## RECORDS

[Start of Attachment]

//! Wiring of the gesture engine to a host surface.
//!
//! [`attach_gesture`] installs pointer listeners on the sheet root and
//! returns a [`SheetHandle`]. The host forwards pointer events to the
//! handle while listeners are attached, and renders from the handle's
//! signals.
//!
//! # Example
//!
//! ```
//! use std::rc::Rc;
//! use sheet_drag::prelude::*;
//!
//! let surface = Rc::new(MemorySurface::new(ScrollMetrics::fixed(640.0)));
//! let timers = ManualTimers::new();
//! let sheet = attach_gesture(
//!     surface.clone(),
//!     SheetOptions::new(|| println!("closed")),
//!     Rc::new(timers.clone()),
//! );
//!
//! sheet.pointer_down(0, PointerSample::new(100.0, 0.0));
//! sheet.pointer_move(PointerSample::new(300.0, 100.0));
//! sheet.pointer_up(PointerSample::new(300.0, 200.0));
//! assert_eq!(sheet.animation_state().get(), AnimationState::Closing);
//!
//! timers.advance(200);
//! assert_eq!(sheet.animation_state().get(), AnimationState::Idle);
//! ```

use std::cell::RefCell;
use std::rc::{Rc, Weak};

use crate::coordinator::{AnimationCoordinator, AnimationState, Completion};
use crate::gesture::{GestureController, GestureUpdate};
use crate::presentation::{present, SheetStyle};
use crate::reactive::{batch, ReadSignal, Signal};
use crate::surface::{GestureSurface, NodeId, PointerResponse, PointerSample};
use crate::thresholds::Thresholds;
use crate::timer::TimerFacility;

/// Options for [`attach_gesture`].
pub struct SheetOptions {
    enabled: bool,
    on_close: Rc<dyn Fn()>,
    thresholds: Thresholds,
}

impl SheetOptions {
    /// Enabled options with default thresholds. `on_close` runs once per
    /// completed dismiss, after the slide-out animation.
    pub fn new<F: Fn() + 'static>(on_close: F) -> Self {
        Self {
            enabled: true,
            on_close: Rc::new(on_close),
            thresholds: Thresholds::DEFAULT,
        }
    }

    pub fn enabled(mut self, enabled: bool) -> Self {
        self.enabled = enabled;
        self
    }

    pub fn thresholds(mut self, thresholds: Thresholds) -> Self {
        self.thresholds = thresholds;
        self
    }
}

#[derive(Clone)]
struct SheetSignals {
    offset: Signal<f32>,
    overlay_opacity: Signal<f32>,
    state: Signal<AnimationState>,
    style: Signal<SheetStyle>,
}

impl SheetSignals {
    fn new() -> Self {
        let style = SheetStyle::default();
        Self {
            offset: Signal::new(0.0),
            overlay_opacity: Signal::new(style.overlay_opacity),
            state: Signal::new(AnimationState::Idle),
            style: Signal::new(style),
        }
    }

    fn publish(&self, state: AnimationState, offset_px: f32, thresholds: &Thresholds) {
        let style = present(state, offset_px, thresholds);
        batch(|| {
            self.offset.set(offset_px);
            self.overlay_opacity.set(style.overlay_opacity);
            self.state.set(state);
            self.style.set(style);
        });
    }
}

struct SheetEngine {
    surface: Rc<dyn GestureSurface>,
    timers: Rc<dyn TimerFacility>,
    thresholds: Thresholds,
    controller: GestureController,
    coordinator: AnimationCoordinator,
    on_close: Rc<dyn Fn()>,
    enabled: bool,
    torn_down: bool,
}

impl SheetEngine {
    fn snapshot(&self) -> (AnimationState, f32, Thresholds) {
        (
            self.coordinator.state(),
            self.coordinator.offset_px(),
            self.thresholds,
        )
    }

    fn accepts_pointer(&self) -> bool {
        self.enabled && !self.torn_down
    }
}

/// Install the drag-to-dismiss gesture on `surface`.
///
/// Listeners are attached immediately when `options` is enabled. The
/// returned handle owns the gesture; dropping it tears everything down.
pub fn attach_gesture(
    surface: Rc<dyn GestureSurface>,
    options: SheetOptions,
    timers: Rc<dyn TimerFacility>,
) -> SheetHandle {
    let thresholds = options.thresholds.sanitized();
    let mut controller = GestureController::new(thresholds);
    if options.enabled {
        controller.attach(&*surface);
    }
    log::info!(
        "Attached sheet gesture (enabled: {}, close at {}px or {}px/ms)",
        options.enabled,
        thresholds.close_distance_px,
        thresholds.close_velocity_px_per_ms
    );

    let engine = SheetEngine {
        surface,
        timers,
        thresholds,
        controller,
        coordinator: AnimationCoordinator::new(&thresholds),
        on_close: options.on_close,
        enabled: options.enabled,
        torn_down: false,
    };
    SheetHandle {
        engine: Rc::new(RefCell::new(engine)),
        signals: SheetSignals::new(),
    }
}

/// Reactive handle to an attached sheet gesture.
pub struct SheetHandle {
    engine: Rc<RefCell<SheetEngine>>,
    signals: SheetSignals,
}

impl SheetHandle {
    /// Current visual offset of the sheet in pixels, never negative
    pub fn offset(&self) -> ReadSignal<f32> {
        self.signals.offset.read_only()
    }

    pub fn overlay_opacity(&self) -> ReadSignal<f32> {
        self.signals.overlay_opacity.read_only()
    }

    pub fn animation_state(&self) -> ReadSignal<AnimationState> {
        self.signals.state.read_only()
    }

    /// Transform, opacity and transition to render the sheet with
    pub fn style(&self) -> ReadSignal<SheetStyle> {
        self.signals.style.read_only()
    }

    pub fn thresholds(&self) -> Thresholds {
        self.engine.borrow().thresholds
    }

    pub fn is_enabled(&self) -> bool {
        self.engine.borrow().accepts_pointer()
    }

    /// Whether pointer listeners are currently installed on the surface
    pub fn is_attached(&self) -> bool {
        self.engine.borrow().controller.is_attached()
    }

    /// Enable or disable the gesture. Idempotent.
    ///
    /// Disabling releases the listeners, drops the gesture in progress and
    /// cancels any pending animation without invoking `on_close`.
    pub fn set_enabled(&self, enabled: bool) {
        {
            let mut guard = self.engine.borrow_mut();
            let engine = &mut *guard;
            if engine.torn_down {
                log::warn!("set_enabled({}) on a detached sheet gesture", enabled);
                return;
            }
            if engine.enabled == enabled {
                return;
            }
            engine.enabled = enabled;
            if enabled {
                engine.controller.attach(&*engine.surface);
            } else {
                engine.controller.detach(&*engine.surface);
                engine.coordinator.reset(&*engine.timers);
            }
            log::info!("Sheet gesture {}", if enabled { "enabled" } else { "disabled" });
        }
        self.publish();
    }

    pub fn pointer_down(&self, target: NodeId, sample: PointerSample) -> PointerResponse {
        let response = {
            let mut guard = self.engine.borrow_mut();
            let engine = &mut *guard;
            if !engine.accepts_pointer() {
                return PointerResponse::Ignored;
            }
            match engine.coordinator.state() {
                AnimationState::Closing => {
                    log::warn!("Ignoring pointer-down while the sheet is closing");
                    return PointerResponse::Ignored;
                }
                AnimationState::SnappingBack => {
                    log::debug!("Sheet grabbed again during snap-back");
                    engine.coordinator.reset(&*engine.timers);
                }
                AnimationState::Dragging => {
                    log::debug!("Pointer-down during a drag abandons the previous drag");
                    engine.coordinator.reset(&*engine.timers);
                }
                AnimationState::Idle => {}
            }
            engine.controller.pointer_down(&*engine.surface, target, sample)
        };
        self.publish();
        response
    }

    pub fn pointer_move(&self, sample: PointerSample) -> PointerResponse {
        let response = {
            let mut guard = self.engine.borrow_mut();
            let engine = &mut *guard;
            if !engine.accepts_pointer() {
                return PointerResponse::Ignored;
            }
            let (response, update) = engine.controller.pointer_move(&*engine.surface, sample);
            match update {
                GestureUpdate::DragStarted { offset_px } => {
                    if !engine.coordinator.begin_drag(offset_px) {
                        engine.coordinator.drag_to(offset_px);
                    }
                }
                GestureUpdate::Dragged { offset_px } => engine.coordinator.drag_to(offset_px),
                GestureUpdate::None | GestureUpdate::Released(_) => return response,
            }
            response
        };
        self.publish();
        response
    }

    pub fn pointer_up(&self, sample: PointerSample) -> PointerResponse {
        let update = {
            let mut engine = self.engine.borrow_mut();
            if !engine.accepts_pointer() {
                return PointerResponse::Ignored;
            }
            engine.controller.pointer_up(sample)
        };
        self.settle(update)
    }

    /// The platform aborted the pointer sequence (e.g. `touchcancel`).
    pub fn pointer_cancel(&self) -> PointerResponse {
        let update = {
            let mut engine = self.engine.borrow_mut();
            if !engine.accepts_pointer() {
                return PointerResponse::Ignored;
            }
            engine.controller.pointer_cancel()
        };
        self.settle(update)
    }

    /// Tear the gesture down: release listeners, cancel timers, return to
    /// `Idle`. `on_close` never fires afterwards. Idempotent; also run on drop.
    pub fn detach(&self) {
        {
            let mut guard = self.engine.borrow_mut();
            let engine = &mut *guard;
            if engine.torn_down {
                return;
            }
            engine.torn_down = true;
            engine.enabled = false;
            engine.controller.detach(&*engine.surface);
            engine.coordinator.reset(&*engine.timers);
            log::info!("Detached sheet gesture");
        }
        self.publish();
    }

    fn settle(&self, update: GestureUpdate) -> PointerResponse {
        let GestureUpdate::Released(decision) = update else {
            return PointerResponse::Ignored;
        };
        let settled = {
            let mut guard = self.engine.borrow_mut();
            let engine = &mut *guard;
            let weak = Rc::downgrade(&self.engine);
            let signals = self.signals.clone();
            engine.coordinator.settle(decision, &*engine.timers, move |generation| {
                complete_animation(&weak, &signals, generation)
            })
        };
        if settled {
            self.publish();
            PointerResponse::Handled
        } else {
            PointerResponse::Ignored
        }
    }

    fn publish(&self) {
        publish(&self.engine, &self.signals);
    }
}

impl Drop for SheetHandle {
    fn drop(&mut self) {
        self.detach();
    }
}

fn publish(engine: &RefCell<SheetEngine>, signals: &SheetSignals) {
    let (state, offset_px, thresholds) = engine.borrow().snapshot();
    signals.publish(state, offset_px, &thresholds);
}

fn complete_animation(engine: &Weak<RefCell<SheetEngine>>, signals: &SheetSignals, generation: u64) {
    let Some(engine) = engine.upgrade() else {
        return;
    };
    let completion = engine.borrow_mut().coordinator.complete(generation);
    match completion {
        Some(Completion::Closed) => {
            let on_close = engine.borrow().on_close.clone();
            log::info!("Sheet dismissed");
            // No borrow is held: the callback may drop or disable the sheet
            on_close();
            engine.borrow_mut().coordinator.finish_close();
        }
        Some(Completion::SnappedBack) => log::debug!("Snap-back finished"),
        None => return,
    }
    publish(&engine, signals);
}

[End of Attachment]
[Start of Attachment]

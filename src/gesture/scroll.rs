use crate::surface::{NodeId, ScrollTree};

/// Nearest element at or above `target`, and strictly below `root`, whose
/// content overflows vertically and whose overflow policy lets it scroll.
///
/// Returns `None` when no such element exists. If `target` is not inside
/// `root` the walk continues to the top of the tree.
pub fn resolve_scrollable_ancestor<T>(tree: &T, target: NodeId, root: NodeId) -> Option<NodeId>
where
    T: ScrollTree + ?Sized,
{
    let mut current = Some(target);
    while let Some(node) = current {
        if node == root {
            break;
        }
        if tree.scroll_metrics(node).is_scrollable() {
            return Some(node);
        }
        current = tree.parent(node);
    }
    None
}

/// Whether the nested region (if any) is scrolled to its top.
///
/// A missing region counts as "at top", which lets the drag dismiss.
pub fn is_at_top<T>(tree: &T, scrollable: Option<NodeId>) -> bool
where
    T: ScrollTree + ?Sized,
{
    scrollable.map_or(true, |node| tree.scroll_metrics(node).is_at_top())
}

[End of Attachment]

## TASK DETAILS
Above are the lines; repeat exactly the ones from the line containing "a host surface." down to the line containing "events to the", both inclusive.

## EXERCISE RESULT
//! Wiring of the gesture engine to a host surface.
//!
//! [`attach_gesture`] installs pointer listeners on the sheet root and
//! returns a [`SheetHandle`]. The host forwards pointer events to the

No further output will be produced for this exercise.